HARBOUR BROTHERS (2004)
Pekka Mandart
Par Jean-François Vandeuren
À la fin des années 50, aux abords des quais d’une
petite ville portuaire de Finlande, quelques travailleurs amoureux de
la musique qui n’ont alors rien à perdre et tout à
gagner créent un véritable phénomène au
cœur de cette petite communauté en achetant le restaurant
le Fienna pour en faire une boîte de nuit où allaient y
régner en maître les rythmiques improvisées du jazz.

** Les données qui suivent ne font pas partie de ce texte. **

impl<T> CollectionStore<T>
where
    T: Clone + Send + Sync + 'static,
{
    /// Build an empty store. Ready data older than `stale_after` is served
    /// as-is while a background refresh runs.
    pub fn new(clock: Arc<dyn Clock>, stale_after: Duration) -> Self {
        Self {
            inner: Arc::new(StoreInner {
                clock,
                stale_after,
                next_fetch_id: Mutex::new(0),
                slots: Mutex::new(HashMap::new()),
            }),
        }
    }

    /// Read `key`, fetching it when nothing is cached.
    ///
    /// A read of a key whose fetch is already running joins that fetch.
    /// Ready data is returned immediately; when it is stale or flagged for
    /// refresh a background fetch is started first. A failed entry returns
    /// its error until [`Self::retry`] is called.
    ///
    /// # Errors
    ///
    /// Returns the [`FetchError`] of the fetch, or the recorded error of a
    /// failed entry.
    pub async fn read<F, Fut>(&self, key: CacheKey, fetch: F) -> Result<Vec<T>, FetchError>
    where
        F: FnOnce() -> Fut,
        Fut: Future<Output = Result<Vec<T>, FetchError>> + Send + 'static,
    {
        let plan = {
            let mut slots = self.inner.slots();
            let slot = slots.entry(key).or_insert_with(|| Slot::new(key));
            let cached = match slot.entry.status {
                CacheStatus::Ready => slot.entry.data.clone(),
                _ => None,
            };
            if let Some(data) = cached {
                if slot.inflight.is_none() && self.needs_refresh(&slot.entry) {
                    debug!(%key, "serving cached data while revalidating");
                    let _background = self.start_fetch(key, slot, fetch());
                }
                ReadPlan::Cached(data)
            } else if let Some(inflight) = &slot.inflight {
                ReadPlan::Await(inflight.future.clone())
            } else if slot.entry.status == CacheStatus::Failed {
                ReadPlan::Fail(
                    slot.entry
                        .error
                        .clone()
                        .unwrap_or_else(|| FetchError::network("fetch failed")),
                )
            } else {
                ReadPlan::Await(self.start_fetch(key, slot, fetch()))
            }
        };
        match plan {
            ReadPlan::Cached(data) => Ok(data),
            ReadPlan::Await(future) => future.await,
            ReadPlan::Fail(error) => Err(error),
        }
    }

    /// Fetch `key` again and wait for the outcome, joining a running fetch
    /// if there is one.
    ///
    /// # Errors
    ///
    /// Returns the [`FetchError`] of the fetch.
    pub async fn retry<F, Fut>(&self, key: CacheKey, fetch: F) -> Result<Vec<T>, FetchError>
    where
        F: FnOnce() -> Fut,
        Fut: Future<Output = Result<Vec<T>, FetchError>> + Send + 'static,
    {
        let future = {
            let mut slots = self.inner.slots();
            let slot = slots.entry(key).or_insert_with(|| Slot::new(key));
            match &slot.inflight {
                Some(inflight) => inflight.future.clone(),
                None => self.start_fetch(key, slot, fetch()),
            }
        };
        future.await
    }

    /// Flag `key` so the next read reconciles with the server.
    pub fn invalidate(&self, key: CacheKey) {
        if let Some(slot) = self.inner.slots().get_mut(&key) {
            slot.entry.refresh_requested = true;
        }
    }

    /// Snapshot of the entry for `key`; `Idle` when never requested.
    pub fn entry(&self, key: CacheKey) -> CacheEntry<T> {
        self.inner
            .slots()
            .get(&key)
            .map_or_else(|| CacheEntry::idle(key), |slot| slot.entry.clone())
    }

    /// Apply an optimistic patch to the data of `key`.
    ///
    /// `patch` returns the patched list plus any value it derived along the
    /// way. Returns the pre-patch snapshot for [`Self::rollback_mutation`]
    /// with that value. Every successful call must be paired with one commit
    /// or rollback.
    pub(crate) fn begin_mutation<R>(
        &self,
        key: CacheKey,
        patch: impl FnOnce(&[T]) -> Option<(Vec<T>, R)>,
    ) -> Result<(Vec<T>, R), MutationRejected> {
        let mut slots = self.inner.slots();
        let slot = slots.get_mut(&key).ok_or(MutationRejected::NotLoaded)?;
        let snapshot = slot
            .entry
            .data
            .clone()
            .ok_or(MutationRejected::NotLoaded)?;
        let (patched, derived) = patch(&snapshot).ok_or(MutationRejected::NotApplicable)?;
        slot.entry.data = Some(patched);
        slot.version += 1;
        slot.unsettled_mutations += 1;
        debug!(%key, version = slot.version, "optimistic patch applied");
        Ok((snapshot, derived))
    }

    /// Settle an optimistic write by patching in the server's answer, then
    /// flag the entry for refresh.
    pub(crate) fn commit_mutation(&self, key: CacheKey, patch: impl FnOnce(&[T]) -> Option<Vec<T>>) {
        self.settle_mutation(key, |data| {
            if let Some(patched) = data.as_deref().and_then(patch) {
                *data = Some(patched);
            }
        });
    }

    /// Settle an optimistic write by restoring `snapshot`, then flag the
    /// entry for refresh.
    pub(crate) fn rollback_mutation(&self, key: CacheKey, snapshot: Vec<T>) {
        self.settle_mutation(key, |data| *data = Some(snapshot));
    }

    fn settle_mutation(&self, key: CacheKey, apply: impl FnOnce(&mut Option<Vec<T>>)) {
        let mut slots = self.inner.slots();
        let Some(slot) = slots.get_mut(&key) else {
            return;
        };
        apply(&mut slot.entry.data);
        slot.version += 1;
        slot.unsettled_mutations = slot.unsettled_mutations.saturating_sub(1);
        slot.entry.refresh_requested = true;
        debug!(%key, version = slot.version, "optimistic patch settled");
    }

    fn needs_refresh(&self, entry: &CacheEntry<T>) -> bool {
        if entry.refresh_requested {
            return true;
        }
        entry.fetched_at.is_some_and(|fetched_at| {
            self.inner
                .clock
                .utc()
                .signed_duration_since(fetched_at)
                .to_std()
                .is_ok_and(|age| age > self.inner.stale_after)
        })
    }

    /// Spawn the fetch and register it as the key's in-flight request.
    fn start_fetch<Fut>(&self, key: CacheKey, slot: &mut Slot<T>, fetch: Fut) -> SharedFetch<T>
    where
        Fut: Future<Output = Result<Vec<T>, FetchError>> + Send + 'static,
    {
        let id = self.inner.next_fetch_id();
        let started_version = slot.version;
        let inner = Arc::clone(&self.inner);
        let future = async move {
            let result = fetch.await;
            inner.settle_fetch(key, id, started_version, result)
        }
        .boxed()
        .shared();

        if slot.entry.data.is_none() {
            slot.entry.status = CacheStatus::Loading;
        }
        slot.entry.revalidating = true;
        slot.inflight = Some(InFlight {
            id,
            future: future.clone(),
        });
        debug!(%key, fetch_id = id, "fetch started");

        // Drive the fetch to completion even if every reader goes away.
        tokio::spawn(future.clone());
        future
    }
}

impl<T: Clone> StoreInner<T> {
    fn slots(&self) -> MutexGuard<'_, HashMap<CacheKey, Slot<T>>> {
        self.slots.lock().unwrap_or_else(PoisonError::into_inner)
    }

    fn next_fetch_id(&self) -> u64 {
        let mut next = self
            .next_fetch_id
            .lock()
            .unwrap_or_else(PoisonError::into_inner);
        *next += 1;
        *next
    }

    /// Publish a fetch outcome and return what readers should see.
    fn settle_fetch(
        &self,
        key: CacheKey,
        id: u64,
        started_version: u64,
        result: Result<Vec<T>, FetchError>,
    ) -> Result<Vec<T>, FetchError> {
        let mut slots = self.slots();
        let Some(slot) = slots.get_mut(&key) else {
            return result;
        };
        if slot.inflight.as_ref().is_some_and(|inflight| inflight.id == id) {
            slot.inflight = None;
            slot.entry.revalidating = false;
        }

        match result {
            Ok(data) => {
                if slot.unsettled_mutations > 0 || slot.version != started_version {
                    debug!(%key, fetch_id = id, "fetch overtaken by a local write; keeping local data");
                    slot.entry.refresh_requested = true;
                    return Ok(slot.entry.data.clone().unwrap_or(data));
                }
                slot.entry.status = CacheStatus::Ready;
                slot.entry.data = Some(data.clone());
                slot.entry.error = None;
                slot.entry.fetched_at = Some(self.clock.utc());
                slot.entry.refresh_requested = false;
                debug!(%key, fetch_id = id, items = data.len(), "fetch settled");
                Ok(data)
            }
            Err(error) => {
                if slot.entry.data.is_some() {
                    slot.entry.status = CacheStatus::Ready;
                    debug!(%key, fetch_id = id, %error, "refresh failed; keeping cached data");
                } else {
                    slot.entry.status = CacheStatus::Failed;
                    debug!(%key, fetch_id = id, %error, "fetch failed");
                }
                slot.entry.error = Some(error.clone());
                Err(error)
            }
        }
    }
}

impl<T> Slot<T> {
    fn new(key: CacheKey) -> Self {
        Self {
            entry: CacheEntry::idle(key),
            inflight: None,
            version: 0,
            unsettled_mutations: 0,
        }
    }
}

Retraçant les nombreux hauts et les quelques bas de cette belle
époque, Pekka Mandart nous convie à un film tout ce qu’il
y a de plus simple, suivant principalement le personnage de Trempo,
le batteur du groupe, qui se retrouvera malgré lui sur la corde
raide entre son amour pour Aila et ses ambitions découlant de
celle pour la musique.
Sans relater avec exactitude les bases de vérités éparpillées
sur lesquelles se base cette histoire, le film de Mandart fait tout
de même un portrait léger et intéressant d’une
période assez importante de la scène musicale finlandaise,
où ici les docks de la ville de Kotka n’étaient
pas seulement remplis de marchandises diverses, mais aussi d’une
passion débordante pour le jazz et le blues que traînaient
dans leur tête les marins venus d’un peu partout dans la
monde. Pour supporter cette idée, il fallait évidemment
une trame sonore assez solide sans qu’elle ne soit trop raffiné,
particulièrement lorsque l’effort s’attarde à
mettre en scène l’évolution de la réponse
de la clientèle grandissante du Fienna face à cette forme
de musique. Mandart soulève d’ailleurs adroitement du même
coup cette éternelle polémique entre le désir artistique
et le souci du succès et de la reconnaissance qu’il positionne
particulièrement bien dans un genre où l’improvisation
et les aspirations peuvent nuire à la complicité entre
certains musiciens.
Sans nécessairement nous submerger dans une avalanche de détails
abracadabrants, Pekka Mendart parvient tout de même à effectuer
une reconstruction d’époque convaincante vu les moyens
du film. À la base, ce dernier fait preuve d’une adresse
assez intéressante en comblant ce manque par l’élaboration
d’un univers dont les grandes lignes rappellent à l’occasion
celle d’une bande dessinée. Impression qui se fait sentir
pas nécessairement par les couleurs, qui demeurent ici assez
fades pour la cause, mais plutôt par son ensemble de cadres fort
simples et ses personnages optimistes au possible, sans que cela ne
devienne excessif. Le problème par contre est que le tout a tendance
à manquer de vigueur et même d’imagination et donc,
au lieu de nous faire entrer complètement dans cet univers passé,
on nous expose à une facture visuelle pas étrangère
à celle d’un téléfilm, même si bien
au dessus de la moyenne. De sorte qu’en final, nous nous retrouvons
devant le testament d’une ère bien rendu, mais malheureusement
pas totalement immersif.
Harbour Brothers ne forme pas non plus un film à ce
point comique et affiche un penchant dramatique que Pekka Mandart tente
de maintenir autant que possible à distance, lequel, de toute
façon, relate une histoire un peu trop traditionnelle et prévisible,
voire même inutile, pour le contexte premier du film. Car l’effort
ne nous inspire peut-être pas à rire aux éclats,
mais se positionne avant tout comme étant une comédie,
offrant un film réalisé de manière aussi sympathique
que possible tout en rendant cette passion pour la musique contagieuse
à souhait. Il s’agit d’ailleurs d’une des qualités
premières de ce petit film qui ne changera pas le monde ni le
cinéma, mais dont la franchise et l’enjouement des comédiens
parviennent à en faire une expérience agréable.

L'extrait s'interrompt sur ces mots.